The cause of your hair loss usually reveals itself through three clues: the pattern, the speed, and the timing. Gradual thinning at the hairline or part points to genetics; sudden diffuse shedding a couple of months after a stressful event points to stress; thinning alongside fatigue or weight changes points to hormones or the thyroid. The catch is that these causes frequently overlap, which is why a scalp exam plus targeted bloodwork is the most reliable way to know for sure. At True Roots in La Canada Flintridge, that evaluation is physician-led by board-certified Dr. Luis Valle.
Clue 1: the pattern
Where you are losing hair tells you a lot:
- Receding hairline or thinning crown (men), widening part (women): classic androgenetic alopecia, the genetic pattern.
- Diffuse thinning all over: points toward stress, thyroid, hormones, or nutritional causes rather than genetics.
- Round, patchy bald spots: suggests alopecia areata, an autoimmune cause.
- Thinning at the edges or where hair is pulled tight: suggests traction from styling.
Clue 2: the speed and timing
- Slow and gradual over years: typical of genetic pattern loss.
- Sudden, heavy shedding 2 to 3 months after a trigger: typical of telogen effluvium (stress, illness, surgery, childbirth, crash dieting). The delay is the giveaway, since the shed follows the stressor by a couple of months.
- Rapid or patchy: warrants prompt evaluation to rule out autoimmune or medical causes.
Could it be stress?
Yes. Major physical or emotional stress can push many follicles into the resting phase simultaneously, leading to noticeable shedding about two to three months later. This telogen effluvium is usually temporary and often reverses once the stressor resolves. The tricky part is that stress shedding can sit on top of genetic thinning, making things look worse than one cause alone would, which is one reason self-diagnosis is unreliable.
Could it be hormones?
Often, yes. Hormonal causes are common and very treatable, which makes them worth checking:
- Thyroid disorders (both under- and overactive) cause diffuse thinning, often with fatigue or weight changes.

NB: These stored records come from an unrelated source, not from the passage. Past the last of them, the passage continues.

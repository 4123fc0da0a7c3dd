//! Error types for pipecheck-api

use axum::Json;
use axum::extract::rejection::BytesRejection;
use axum::http::StatusCode;
use axum::response::{IntoResponse, Response};
use serde::{Deserialize, Serialize};
use thiserror::Error;

use crate::config::ErrorStatusPolicy;

/// Result type alias for pipecheck-api operations
pub type Result<T> = std::result::Result<T, Error>;

/// Errors that can occur in pipecheck-api
#[derive(Error, Debug)]
#[non_exhaustive]
pub enum Error {
    /// Error from pipecheck-core
    #[error("{0}")]
    Core(#[from] pipecheck_core::Error),

    /// The request body could not be read (e.g. it exceeds the size limit)
    #[error("Request body rejected: {0}")]
    Body(#[from] BytesRejection),

    /// Configuration error
    #[error("Configuration error: {message}")]
    Config {
        /// What configuration is problematic
        message: String,
    },

    /// I/O error (config files, sockets)
    #[error("I/O error: {0}")]
    Io(#[from] std::io::Error),
}

impl Error {
    /// Creates a new configuration error.
    pub fn config<S: Into<String>>(message: S) -> Self {
        Error::Config {
            message: message.into(),
        }
    }

    /// Whether the error was caused by the request rather than the server.
    pub fn is_client_error(&self) -> bool {
        match self {
            Error::Core(e) => e.is_client_error(),
            Error::Body(_) => true,
            Error::Config { .. } | Error::Io(_) => false,
        }
    }

    /// Renders the error as a `{error, status: "error"}` response.
    ///
    /// Unreadable bodies keep the status axum assigned (413 for an
    /// oversized body). Other client errors use the transport status chosen
    /// by `policy`; anything else is a 500.
    pub fn into_response_with(self, policy: ErrorStatusPolicy) -> Response {
        let status = if let Error::Body(rejection) = &self {
            rejection.status()
        } else if self.is_client_error() {
            policy.client_error_status()
        } else {
            StatusCode::INTERNAL_SERVER_ERROR
        };
        (status, Json(ErrorResponse::new(self.to_string()))).into_response()
    }
}

impl IntoResponse for Error {
    fn into_response(self) -> Response {
        self.into_response_with(ErrorStatusPolicy::default())
    }
}

/// Failure payload returned to clients.
#[derive(Clone, Debug, PartialEq, Serialize, Deserialize)]
pub struct ErrorResponse {
    /// Human-readable failure description.
    pub error: String,
    /// Always `"error"`.
    pub status: String,
}

impl ErrorResponse {
    /// Builds a failure payload with the given message.
    pub fn new(error: impl Into<String>) -> Self {
        Self {
            error: error.into(),
            status: "error".to_string(),
        }
    }
}
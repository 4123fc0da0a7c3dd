//! Route handlers and response payloads.

use std::sync::Arc;

use axum::body::Bytes;
use axum::extract::State;
use axum::extract::rejection::BytesRejection;
use axum::response::{IntoResponse, Response};
use axum::routing::{get, post};
use axum::{Json, Router};
use pipecheck_core::{DagReport, PipelineGraph, validate};
use serde::{Deserialize, Serialize};
use serde_json::{Value, json};

use crate::Error;
use crate::config::{ErrorStatusPolicy, ServerConfig};

/// Server name reported by the health route.
pub const SERVER_NAME: &str = "pipecheck";

/// Immutable state shared by all handlers.
#[derive(Clone, Debug, Default)]
pub struct AppState {
    /// Transport status for malformed bodies.
    pub error_status: ErrorStatusPolicy,
}

impl From<&ServerConfig> for AppState {
    fn from(config: &ServerConfig) -> Self {
        Self {
            error_status: config.error_status,
        }
    }
}

/// Successful validation payload.
#[derive(Clone, Debug, PartialEq, Serialize, Deserialize)]
pub struct ParseResponse {
    /// Length of the submitted node list.
    pub num_nodes: usize,
    /// Length of the submitted edge list.
    pub num_edges: usize,
    /// Whether the pipeline is acyclic.
    pub is_dag: bool,
    /// Always `"success"`.
    pub status: String,
}

impl From<DagReport> for ParseResponse {
    fn from(report: DagReport) -> Self {
        Self {
            num_nodes: report.node_count,
            num_edges: report.edge_count,
            is_dag: report.is_dag,
            status: "success".to_string(),
        }
    }
}

/// Health check response.
#[derive(Clone, Debug, PartialEq, Serialize, Deserialize)]
pub struct HealthResponse {
    /// Server status ("healthy").
    pub status: String,
    /// Server name.
    pub name: String,
    /// Server version.
    pub version: String,
}

/// Routes without middleware; state is supplied by the caller.
pub fn router() -> Router<Arc<AppState>> {
    Router::new()
        .route("/", get(root))
        .route("/health", get(health))
        .route("/pipelines/parse", post(parse_pipeline))
}

/// Static greeting.
async fn root() -> Json<Value> {
    Json(json!({ "message": "Hello from backend!" }))
}

async fn health() -> Json<HealthResponse> {
    Json(HealthResponse {
        status: "healthy".to_string(),
        name: SERVER_NAME.to_string(),
        version: env!("CARGO_PKG_VERSION").to_string(),
    })
}

/// Validates the submitted pipeline.
///
/// The body is read raw, and body rejections are taken by the handler,
/// so every failure (oversized or invalid JSON included) produces the
/// same `{error, status: "error"}` payload.
async fn parse_pipeline(
    State(state): State<Arc<AppState>>,
    body: std::result::Result<Bytes, BytesRejection>,
) -> Response {
    let body = match body {
        Ok(body) => body,
        Err(rejection) => {
            tracing::warn!(error = %rejection, "Unreadable pipeline body");
            return Error::from(rejection).into_response_with(state.error_status);
        }
    };

    match PipelineGraph::from_json_slice(&body) {
        Ok(graph) => {
            let report = validate(&graph);
            tracing::debug!(
                nodes = report.node_count,
                edges = report.edge_count,
                is_dag = report.is_dag,
                "Pipeline validated"
            );
            Json(ParseResponse::from(report)).into_response()
        }
        Err(e) => {
            tracing::warn!(error = %e, "Rejected pipeline body");
            Error::from(e).into_response_with(state.error_status)
        }
    }
}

- Pregnancy, postpartum, and menopause shift hormones in ways that trigger shedding or thinning. See postpartum and menopausal hair loss.
- PCOS and androgen excess can drive thinning in women.
- Low testosterone or DHT-related changes play a role in men.
Because these are identifiable on bloodwork, testing thyroid and relevant hormones is a standard part of a good evaluation.
Could it be genetics?
Genetic pattern hair loss is gradual, follows a recognizable pattern, and tends to run in the family. If your thinning matches the classic male or female pattern and has progressed slowly over years, genetics is the likely driver, though a deficiency or hormonal issue can still be layered on top. The only way to separate "purely genetic" from "genetic plus something treatable" is an evaluation.
What bloodwork reveals
Targeted labs are what turn guesswork into answers. A typical hair-loss workup checks iron and ferritin, vitamin D, B12, thyroid function, and relevant hormones. These tests routinely uncover treatable contributors, and correcting them both improves hair and helps any other treatment work better. For the full list of possibilities, see our overview of why hair thins.
When to see a doctor
See a physician if your hair loss is sudden, patchy, rapid, paired with other symptoms, or simply persistent and bothering you. Early evaluation matters for two reasons: many of the most effective treatments, including the FoLix laser, work best while living follicles remain, and some causes are quickly resolved once identified. Knowing the cause is what makes the treatment plan actually work.
This article is educational and not a substitute for personalized medical advice.